(Data extracted from a collection)
#####
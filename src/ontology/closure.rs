use std::collections::{BTreeMap, BTreeSet, VecDeque};

/// Computes every (descendant, ancestor) pair reachable through one or more
/// `child -> parent` edges.
///
/// Each term is expanded breadth-first with its own visited set, so a cycle
/// stops the walk instead of looping. With `include_self`, every term seen in
/// `edges` (roots included) is also paired with itself; without it no
/// self-pair is emitted, even when a cycle leads back to the start.
///
/// The result is sorted and free of duplicates.
pub fn transitive_closure<'a>(
    edges: impl IntoIterator<Item = (&'a str, &'a str)>,
    include_self: bool,
) -> BTreeSet<(&'a str, &'a str)> {
    let mut parents: BTreeMap<&str, BTreeSet<&str>> = BTreeMap::new();
    let mut terms: BTreeSet<&str> = BTreeSet::new();

    for (child, parent) in edges {
        parents.entry(child).or_default().insert(parent);
        terms.insert(child);
        terms.insert(parent);
    }

    let mut pairs = BTreeSet::new();
    for &start in &terms {
        if include_self {
            pairs.insert((start, start));
        }

        let mut visited: BTreeSet<&str> = BTreeSet::new();
        visited.insert(start);
        let mut queue: VecDeque<&str> = VecDeque::from([start]);

        while let Some(current) = queue.pop_front() {
            let Some(direct) = parents.get(current) else {
                continue;
            };
            for &ancestor in direct {
                if visited.insert(ancestor) {
                    pairs.insert((start, ancestor));
                    queue.push_back(ancestor);
                }
            }
        }
    }

    pairs
}
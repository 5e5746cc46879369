use crate::constants::{
    APPROVED_SYNONYM_STATUS, FINDINGS_DATASET, NORMALISATION_DATASET, STUDY_DATASET,
};
use crate::error::{ExtractError, Result};
use crate::source::RecordSource;
use crate::types::{OntologyEdge, OntologyTerm, RawFinding, RawStudy, SynonymPair};
use async_trait::async_trait;
use sqlx::postgres::{PgConnectOptions, PgConnection};
use sqlx::Connection;
use std::fmt;
use tracing::{debug, info};

const STUDY_QUERY: &str = r#"
SELECT study_id::text                       AS study_id,
       subst_id::text                       AS subst_id,
       normalised_sex::text                 AS sex,
       normalised_administration_route::text AS administration_route,
       normalised_species::text             AS species,
       normalised_strain::text              AS strain,
       exposure_period_days::int4           AS exposure_period_days,
       report_number::text                  AS report_number
FROM study
ORDER BY 1
"#;

const FINDINGS_QUERY: &str = r#"
SELECT study_id::text               AS study_id,
       relevance::text              AS relevance,
       observation_normalised::text AS observation,
       organ_normalised::text       AS organ,
       normalised_sex::text         AS sex,
       dose::float8                 AS dose,
       grade::text                  AS grade,
       source::text                 AS source
FROM findings_all
WHERE source = ANY($1)
ORDER BY 1, 8, 4, 3, 6, 5, 7, 2
"#;

const TERMS_QUERY: &str = r#"
SELECT "ONTOLOGY_TERM_ID"::text AS term_id,
       "TERM_NAME"::text        AS term_name,
       "ONTOLOGY_NAME"::text    AS ontology
FROM input_onto_etox_ontology_terms
WHERE "ONTOLOGY_NAME" = ANY($1)
  AND "TERM_NAME" IS NOT NULL
ORDER BY 3, 1
"#;

const EDGES_QUERY: &str = r#"
SELECT "ONTOLOGY_TERM_ID"::text         AS child_id,
       "RELATED_ONTOLOGY_TERM_ID"::text AS parent_id
FROM input_onto_etox_ontology_relationships
WHERE "ONTOLOGY_TERM_ID" IS NOT NULL
  AND "RELATED_ONTOLOGY_TERM_ID" IS NOT NULL
ORDER BY 1, 2
"#;

const SYNONYMS_QUERY: &str = r#"
SELECT syn."VX_VALUE"::text  AS verbatim,
       term."TERM_NAME"::text AS normalised
FROM public.input_onto_vx_synonyms AS syn
JOIN public.input_onto_etox_ontology_terms AS term
  ON syn."ONTOLOGY_TERM_ID" = term."ONTOLOGY_TERM_ID"
WHERE syn."SYNONYM_STATUS" = $1
  AND syn."SYNONYM_DOMAIN" = ANY($2)
  AND syn."VX_VALUE" IS NOT NULL
  AND term."TERM_NAME" IS NOT NULL
ORDER BY 1, 2
"#;

/// Connection parameters for the source database
#[derive(Clone)]
pub struct SourceCredentials {
    pub host: String,
    pub port: u16,
    pub dbname: String,
    pub user: String,
    pub password: String,
}

impl fmt::Debug for SourceCredentials {
    fn fmt(&self, f: &mut fmt::Formatter<'_>) -> fmt::Result {
        f.debug_struct("SourceCredentials")
            .field("host", &self.host)
            .field("port", &self.port)
            .field("dbname", &self.dbname)
            .field("user", &self.user)
            .field("password", &"***")
            .finish()
    }
}

impl SourceCredentials {
    fn connect_options(&self) -> PgConnectOptions {
        PgConnectOptions::new()
            .host(&self.host)
            .port(self.port)
            .database(&self.dbname)
            .username(&self.user)
            .password(&self.password)
    }
}

/// PostgreSQL-backed source holding a single connection for the whole run.
///
/// The connection is released when this value is dropped, on every exit
/// path; [`PostgresSource::close`] additionally performs the graceful
/// protocol shutdown.
pub struct PostgresSource {
    conn: PgConnection,
}

impl PostgresSource {
    pub async fn connect(credentials: &SourceCredentials) -> Result<Self> {
        info!(
            host = %credentials.host,
            port = credentials.port,
            dbname = %credentials.dbname,
            user = %credentials.user,
            "Connecting to source database"
        );

        let conn = PgConnection::connect_with(&credentials.connect_options())
            .await
            .map_err(|e| ExtractError::Connection {
                host: format!("{}:{}", credentials.host, credentials.port),
                source: e,
            })?;

        Ok(Self { conn })
    }

    pub async fn close(self) -> Result<()> {
        self.conn.close().await.map_err(|e| ExtractError::Connection {
            host: "source database".to_string(),
            source: e,
        })?;
        debug!("Source connection closed");
        Ok(())
    }
}

#[async_trait]
impl RecordSource for PostgresSource {
    async fn fetch_studies(&mut self) -> Result<Vec<RawStudy>> {
        sqlx::query_as::<_, RawStudy>(STUDY_QUERY)
            .fetch_all(&mut self.conn)
            .await
            .map_err(|e| ExtractError::query(STUDY_DATASET, e))
    }

    async fn fetch_findings(&mut self, sources: &[String]) -> Result<Vec<RawFinding>> {
        sqlx::query_as::<_, RawFinding>(FINDINGS_QUERY)
            .bind(sources)
            .fetch_all(&mut self.conn)
            .await
            .map_err(|e| ExtractError::query(FINDINGS_DATASET, e))
    }

    async fn fetch_ontology_terms(&mut self, domains: &[String]) -> Result<Vec<OntologyTerm>> {
        sqlx::query_as::<_, OntologyTerm>(TERMS_QUERY)
            .bind(domains)
            .fetch_all(&mut self.conn)
            .await
            .map_err(|e| ExtractError::query("ontology terms", e))
    }

    async fn fetch_ontology_edges(&mut self) -> Result<Vec<OntologyEdge>> {
        sqlx::query_as::<_, OntologyEdge>(EDGES_QUERY)
            .fetch_all(&mut self.conn)
            .await
            .map_err(|e| ExtractError::query("ontology relationships", e))
    }

    async fn fetch_synonyms(&mut self, domains: &[String]) -> Result<Vec<SynonymPair>> {
        sqlx::query_as::<_, SynonymPair>(SYNONYMS_QUERY)
            .bind(APPROVED_SYNONYM_STATUS)
            .bind(domains)
            .fetch_all(&mut self.conn)
            .await
            .map_err(|e| ExtractError::query(NORMALISATION_DATASET, e))
    }
}

#[cfg(test)]
mod tests {
    use super::*;

    #[test]
    fn test_debug_redacts_password() {
        let credentials = SourceCredentials {
            host: "localhost".to_string(),
            port: 5432,
            dbname: "vitic".to_string(),
            user: "postgres".to_string(),
            password: "s3cret".to_string(),
        };
        let rendered = format!("{credentials:?}");
        assert!(rendered.contains("localhost"));
        assert!(!rendered.contains("s3cret"));
    }

    #[tokio::test]
    async fn test_unreachable_host_is_a_connection_error() {
        let credentials = SourceCredentials {
            host: "127.0.0.1".to_string(),
            port: 1,
            dbname: "vitic".to_string(),
            user: "postgres".to_string(),
            password: "unused".to_string(),
        };

        match PostgresSource::connect(&credentials).await {
            Err(ExtractError::Connection { host, .. }) => assert_eq!(host, "127.0.0.1:1"),
            Err(other) => panic!("expected a connection error, got {other}"),
            Ok(_) => panic!("connected to a closed port"),
        }
    }
}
#####
◆ **WORK INSTRUCTIONS**: In the entries, find every line holding "visited" and copy it.

◆ **EXERCISE ANSWER**:
/// Each term is expanded breadth-first with its own visited set, so a cycle
        let mut visited: BTreeSet<&str> = BTreeSet::new();
        visited.insert(start);
                if visited.insert(ancestor) {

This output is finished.